This blog post should really be called, How to Measure Centrality Among Bikeshare Trips Using pgRouting and What It Means. I decided against that because, well, the title is already long enough!
In this post, I explore the idea of using pgRouting as a platform to measure trip centrality. I will define centrality, and the steps I took to measure it in a group of bike-share trips that took place in Washington, DC in August of 2019.
Here are the general steps I took to explore this idea:
- Downloaded the relevant data for the tasks, which included:
- An Open Street Map road network of Washington DC from Geofabirk,
- Bikeshare trip data from Capital Bikeshare.
- Built a routable road network using osm2pgrouting
- Constructed an origin-destination table from the station information to feed into pgRouting.
- Defined routing script to measure centrality
- Summarized and visualized the results.
Lately, I’ve been exploring the routing platform, pgRouting. pgRouting is a great routing engine for tasks like calculating the shortest distance between points, mapping travelsheds, and solving the traveling salesman problem. The beauty of pgRouting is that it’s an extension to PostgreSQL + PostGIS and therefore allows the same kind of relational functionality that makes the SQL family so powerful when executing routing queries.
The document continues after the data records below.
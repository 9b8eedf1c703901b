// src/error.rs

use std::path::PathBuf;
use thiserror::Error;

/// Failure while retrieving a source file.
#[derive(Debug, Error)]
pub enum FetchError {
    #[error("timed out fetching {url}")]
    Timeout { url: String },

    #[error("connection to {url} failed: {message}")]
    ConnectionFailed { url: String, message: String },

    #[error("{url} answered with HTTP {code}")]
    HttpStatus { url: String, code: u16 },
}

impl FetchError {
    /// Classify a reqwest error. Status errors keep their code, everything
    /// that never produced a response counts as a connection failure.
    pub(crate) fn from_reqwest(url: &str, err: reqwest::Error) -> Self {
        if err.is_timeout() {
            return Self::Timeout { url: url.to_string() };
        }
        if let Some(status) = err.status() {
            return Self::HttpStatus {
                url: url.to_string(),
                code: status.as_u16(),
            };
        }
        Self::ConnectionFailed {
            url: url.to_string(),
            message: err.to_string(),
        }
    }
}

/// Failure while turning raw bytes into a [`crate::process::RawTable`].
#[derive(Debug, Error)]
pub enum ParseError {
    #[error("payload is not valid {encoding}")]
    Encoding { encoding: &'static str },

    #[error("malformed input: {reason}")]
    MalformedInput { reason: String },
}

/// Failure while building or querying the dataset catalog.
#[derive(Debug, Error)]
pub enum CatalogError {
    #[error("unknown dataset '{name}'")]
    NotFound { name: String },

    #[error("dataset '{name}': unknown encoding label '{label}'")]
    UnknownEncoding { name: String, label: String },

    #[error("dataset '{name}': separator {separator:?} must be a single ASCII character")]
    InvalidSeparator { name: String, separator: String },

    #[error("dataset '{name}': invalid url '{url}': {source}")]
    InvalidUrl {
        name: String,
        url: String,
        #[source]
        source: url::ParseError,
    },

    #[error("dataset '{name}' is defined more than once")]
    Duplicate { name: String },

    #[error("invalid catalog file: {0}")]
    Yaml(#[from] serde_yaml::Error),

    #[error("failed to read catalog {path}: {source}")]
    Io {
        path: PathBuf,
        #[source]
        source: std::io::Error,
    },
}

/// Single structured failure for one pipeline invocation.
#[derive(Debug, Error)]
pub enum PipelineError {
    #[error(transparent)]
    Catalog(#[from] CatalogError),

    #[error(transparent)]
    Fetch(#[from] FetchError),

    #[error("failed to parse dataset '{dataset}': {source}")]
    Parse {
        dataset: String,
        #[source]
        source: ParseError,
    },

    #[error("failed to store raw payload at {path}: {source}")]
    Io {
        path: PathBuf,
        #[source]
        source: std::io::Error,
    },
}

impl PipelineError {
    /// Whether a caller-side retry has a chance of succeeding.
    pub fn is_retryable(&self) -> bool {
        match self {
            Self::Fetch(FetchError::Timeout { .. }) => true,
            Self::Fetch(FetchError::ConnectionFailed { .. }) => true,
            Self::Fetch(FetchError::HttpStatus { code, .. }) => *code >= 500,
            _ => false,
        }
    }
}
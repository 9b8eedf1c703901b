// src/reshape/mod.rs

//! Wide-to-long reshaping.
//!
//! A wide table carries a few identity columns followed by one column per
//! year. Each row becomes a [`Record`]: the identity cells (accent-stripped)
//! plus an ordered list of `(year, value)` pairs. Year columns are kept in
//! file order, never sorted. Columns after the identity prefix whose header
//! is not a year are dropped with a warning; they never fail the reshape.

use serde::{ser::SerializeMap, Serialize, Serializer};
use std::collections::{HashMap, HashSet};
use thiserror::Error;
use tracing::{debug, warn};

use crate::{
    normalize::{normalize_cell, normalize_header},
    process::{CellValue, RawTable},
};

/// JSON key holding the series in a serialized [`Record`].
pub const SERIES_KEY: &str = "dados";

/// One point of a record's series.
#[derive(Debug, Clone, PartialEq, Serialize)]
pub struct YearValue {
    #[serde(rename = "ano")]
    pub year: i32,
    #[serde(rename = "valor")]
    pub value: CellValue,
}

/// One input row in long form.
#[derive(Debug, Clone, PartialEq)]
pub struct Record {
    /// Identity columns in header order.
    pub fixed: Vec<(String, CellValue)>,
    pub series: Vec<YearValue>,
}

impl Record {
    pub fn get(&self, key: &str) -> Option<&CellValue> {
        self.fixed.iter().find(|(k, _)| k == key).map(|(_, v)| v)
    }

    pub fn years(&self) -> impl Iterator<Item = i32> + '_ {
        self.series.iter().map(|p| p.year)
    }
}

/// Fixed keys first, in order, then the series under [`SERIES_KEY`].
impl Serialize for Record {
    fn serialize<S: Serializer>(&self, serializer: S) -> Result<S::Ok, S::Error> {
        let mut map = serializer.serialize_map(Some(self.fixed.len() + 1))?;
        for (key, value) in &self.fixed {
            map.serialize_entry(key, value)?;
        }
        map.serialize_entry(SERIES_KEY, &self.series)?;
        map.end()
    }
}

/// Non-fatal reshape finding; logged, never raised.
#[derive(Debug, Clone, PartialEq, Eq, Error)]
pub enum ReshapeWarning {
    #[error("column '{column}' is not a year; left out of the series")]
    UnparsableYear { column: String },
}

/// Parse a header as a year: an integer, or a float with no fractional part
/// ("1970.0"), surrounding whitespace ignored.
pub fn parse_year(header: &str) -> Option<i32> {
    let trimmed = header.trim();
    if let Ok(year) = trimmed.parse::<i32>() {
        return Some(year);
    }
    let f = trimmed.parse::<f64>().ok()?;
    if f.is_finite() && f.fract() == 0.0 && f >= i32::MIN as f64 && f <= i32::MAX as f64 {
        Some(f as i32)
    } else {
        None
    }
}

/// Make identity names unique: a repeat of `name` becomes `name.1`,
/// `name.2`, ... skipping any name already taken. [`SERIES_KEY`] counts as
/// taken so an identity column never shadows the series.
fn dedup_names(names: Vec<String>) -> Vec<String> {
    let mut taken: HashSet<String> = HashSet::from([SERIES_KEY.to_string()]);
    let mut repeats: HashMap<String, usize> = HashMap::new();
    names
        .into_iter()
        .map(|name| {
            if taken.insert(name.clone()) {
                return name;
            }
            let n = repeats.entry(name.clone()).or_insert(0);
            loop {
                *n += 1;
                let candidate = format!("{name}.{n}");
                if taken.insert(candidate.clone()) {
                    return candidate;
                }
            }
        })
        .collect()
}

/// How the columns of one table split into identity and series columns.
#[derive(Debug, Clone, PartialEq, Eq)]
pub struct SeriesLayout {
    /// Normalized, unique names of the identity columns.
    pub fixed: Vec<String>,
    /// `(column index, year)` for every usable series column, in file order.
    pub series: Vec<(usize, i32)>,
}

impl SeriesLayout {
    /// Split `headers` after the first `fixed_columns` (clamped to the
    /// header count) and parse the rest as years.
    pub fn plan(headers: &[String], fixed_columns: usize) -> (Self, Vec<ReshapeWarning>) {
        let split = fixed_columns.min(headers.len());
        let normalized: Vec<String> = headers.iter().map(|h| normalize_header(h)).collect();

        let fixed = dedup_names(normalized[..split].to_vec());
        let mut series = Vec::with_capacity(normalized.len() - split);
        let mut warnings = Vec::new();

        for (idx, header) in normalized.iter().enumerate().skip(split) {
            match parse_year(header) {
                Some(year) => series.push((idx, year)),
                None => warnings.push(ReshapeWarning::UnparsableYear {
                    column: header.clone(),
                }),
            }
        }

        (Self { fixed, series }, warnings)
    }

    fn record(&self, row: &[CellValue]) -> Record {
        let fixed = self
            .fixed
            .iter()
            .enumerate()
            .map(|(idx, key)| {
                let cell = row.get(idx).cloned().unwrap_or(CellValue::Empty);
                (key.clone(), normalize_cell(cell))
            })
            .collect();

        let series = self
            .series
            .iter()
            .map(|&(idx, year)| YearValue {
                year,
                value: row
                    .get(idx)
                    .cloned()
                    .unwrap_or(CellValue::Empty)
                    .classify(),
            })
            .collect();

        Record { fixed, series }
    }
}

/// Lazily reshape `table`, one record per row in row order.
/// Warnings about dropped columns are logged up front.
pub fn records(table: &RawTable, fixed_columns: usize) -> impl Iterator<Item = Record> + '_ {
    let (layout, warnings) = SeriesLayout::plan(table.headers(), fixed_columns);
    for warning in &warnings {
        warn!(%warning, "reshape");
    }
    debug!(
        fixed = layout.fixed.len(),
        years = layout.series.len(),
        dropped = warnings.len(),
        rows = table.height(),
        "reshaping"
    );
    table.rows().iter().map(move |row| layout.record(row))
}

pub fn reshape(table: &RawTable, fixed_columns: usize) -> Vec<Record> {
    records(table, fixed_columns).collect()
}
// src/config.rs

use std::{env, path::PathBuf, str::FromStr, time::Duration};
use thiserror::Error;

use crate::{catalog::DatasetCatalog, error::CatalogError};

pub const ENV_TIMEOUT_SECS: &str = "VITI_TIMEOUT_SECS";
pub const ENV_CATALOG: &str = "VITI_CATALOG";
pub const ENV_RAW_DIR: &str = "VITI_RAW_DIR";
pub const ENV_MAX_RETRIES: &str = "VITI_MAX_RETRIES";
pub const ENV_RETRY_BACKOFF_MS: &str = "VITI_RETRY_BACKOFF_MS";
pub const ENV_CONCURRENCY: &str = "VITI_CONCURRENCY";

#[derive(Debug, Error, PartialEq, Eq)]
pub enum ConfigError {
    #[error("{var}={value:?} is not a valid value")]
    Invalid { var: &'static str, value: String },
}

/// Caller-side retry policy. Backoff doubles after every failed attempt.
#[derive(Debug, Clone, Copy, PartialEq, Eq)]
pub struct RetryPolicy {
    pub max_retries: u32,
    pub initial_backoff: Duration,
}

impl RetryPolicy {
    pub const NONE: RetryPolicy = RetryPolicy {
        max_retries: 0,
        initial_backoff: Duration::from_millis(500),
    };

    /// Delay before retry number `attempt` (1-based).
    pub fn backoff(&self, attempt: u32) -> Duration {
        self.initial_backoff
            .saturating_mul(2u32.saturating_pow(attempt.saturating_sub(1)))
    }
}

impl Default for RetryPolicy {
    fn default() -> Self {
        Self::NONE
    }
}

/// Process settings, read once at startup.
#[derive(Debug, Clone, PartialEq, Eq)]
pub struct Settings {
    pub timeout: Duration,
    /// YAML catalog replacing the built-in datasets.
    pub catalog_path: Option<PathBuf>,
    /// Where raw payloads are snapshotted; `None` disables snapshots.
    pub raw_dir: Option<PathBuf>,
    pub retry: RetryPolicy,
    /// In-flight fetches when running every dataset.
    pub concurrency: usize,
}

impl Default for Settings {
    fn default() -> Self {
        Self {
            timeout: Duration::from_secs(10),
            catalog_path: None,
            raw_dir: None,
            retry: RetryPolicy::default(),
            concurrency: 3,
        }
    }
}

fn parse_var<T: FromStr>(var: &'static str, value: &str) -> Result<T, ConfigError> {
    value.trim().parse().map_err(|_| ConfigError::Invalid {
        var,
        value: value.to_string(),
    })
}

impl Settings {
    pub fn from_env() -> Result<Self, ConfigError> {
        Self::from_vars(|key| env::var(key).ok())
    }

    /// Build settings from an arbitrary variable lookup. Unset or blank
    /// variables keep their defaults.
    pub fn from_vars<F>(lookup: F) -> Result<Self, ConfigError>
    where
        F: Fn(&str) -> Option<String>,
    {
        let get = |key: &str| lookup(key).filter(|v| !v.trim().is_empty());
        let mut settings = Settings::default();

        if let Some(v) = get(ENV_TIMEOUT_SECS) {
            let secs: u64 = parse_var(ENV_TIMEOUT_SECS, &v)?;
            if secs == 0 {
                return Err(ConfigError::Invalid {
                    var: ENV_TIMEOUT_SECS,
                    value: v,
                });
            }
            settings.timeout = Duration::from_secs(secs);
        }
        settings.catalog_path = get(ENV_CATALOG).map(PathBuf::from);
        settings.raw_dir = get(ENV_RAW_DIR).map(PathBuf::from);
        if let Some(v) = get(ENV_MAX_RETRIES) {
            settings.retry.max_retries = parse_var(ENV_MAX_RETRIES, &v)?;
        }
        if let Some(v) = get(ENV_RETRY_BACKOFF_MS) {
            settings.retry.initial_backoff =
                Duration::from_millis(parse_var(ENV_RETRY_BACKOFF_MS, &v)?);
        }
        if let Some(v) = get(ENV_CONCURRENCY) {
            let n: usize = parse_var(ENV_CONCURRENCY, &v)?;
            if n == 0 {
                return Err(ConfigError::Invalid {
                    var: ENV_CONCURRENCY,
                    value: v,
                });
            }
            settings.concurrency = n;
        }

        Ok(settings)
    }

    /// The catalog file if one is configured, otherwise the built-in one.
    pub fn load_catalog(&self) -> Result<DatasetCatalog, CatalogError> {
        match &self.catalog_path {
            Some(path) => DatasetCatalog::from_yaml_file(path),
            None => Ok(DatasetCatalog::builtin()),
        }
    }
}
I’ve talked about how to route bike-share trips in other environments, including R using stplanr, but in this post, I discuss how I built a network and routed 1500 Capital Bikeshare trips from August 2019.
Centrality is an extension of graph theory that seeks to measure the importance of different parts of a network. In this case, centrality will be a measure of road segment popularity. We’ll measure this by the number of times a group of trips are passed through a specific segment using a routing algorithm. There are plenty of fancy ways to configure your routing algorithm, but in this case, I used Dijkstra’s short path on a prioritized network (which is a little fancy, I guess, right?).
If you’d like to read more about centrality, here are several papers:
- Trip Centrality: walking on a temporal multiplex with non-instantaneous link travel time
- The role of travel demand and network centrality on the connectivity and resilience of an urban street system
- Centrality and Connectivity in Public Transport Networks and their Significance for Transport Sustainability in Cities
Step 1. Download the Data
If you’re not familiar with Open Street Map, I encourage you to read about it, the foundation, as well as the associated community. In short, it’s a map of the world created and maintained by volunteers. The world map is comprised of spatial vector data and organized by a key:tag system. All of the vector data is available under the Open Data Commons Open Database License.
There are several sources of OSM data, including:
I generally use openstreetmap.org to explore and locate tags, Turbo Overpass to download discrete data (like a specific trail), and GEOFABRIK to extract batch files.
For this application, I downloaded the district-of-columbia-latest.osm.bz file from GEOFABIRK without much exploration. osm2pgrouting can’t read compressed .bz files, but it can read decompressed .osm files, so I used this line of code after navigating to the correct subfolder to decompress .osm for the next step.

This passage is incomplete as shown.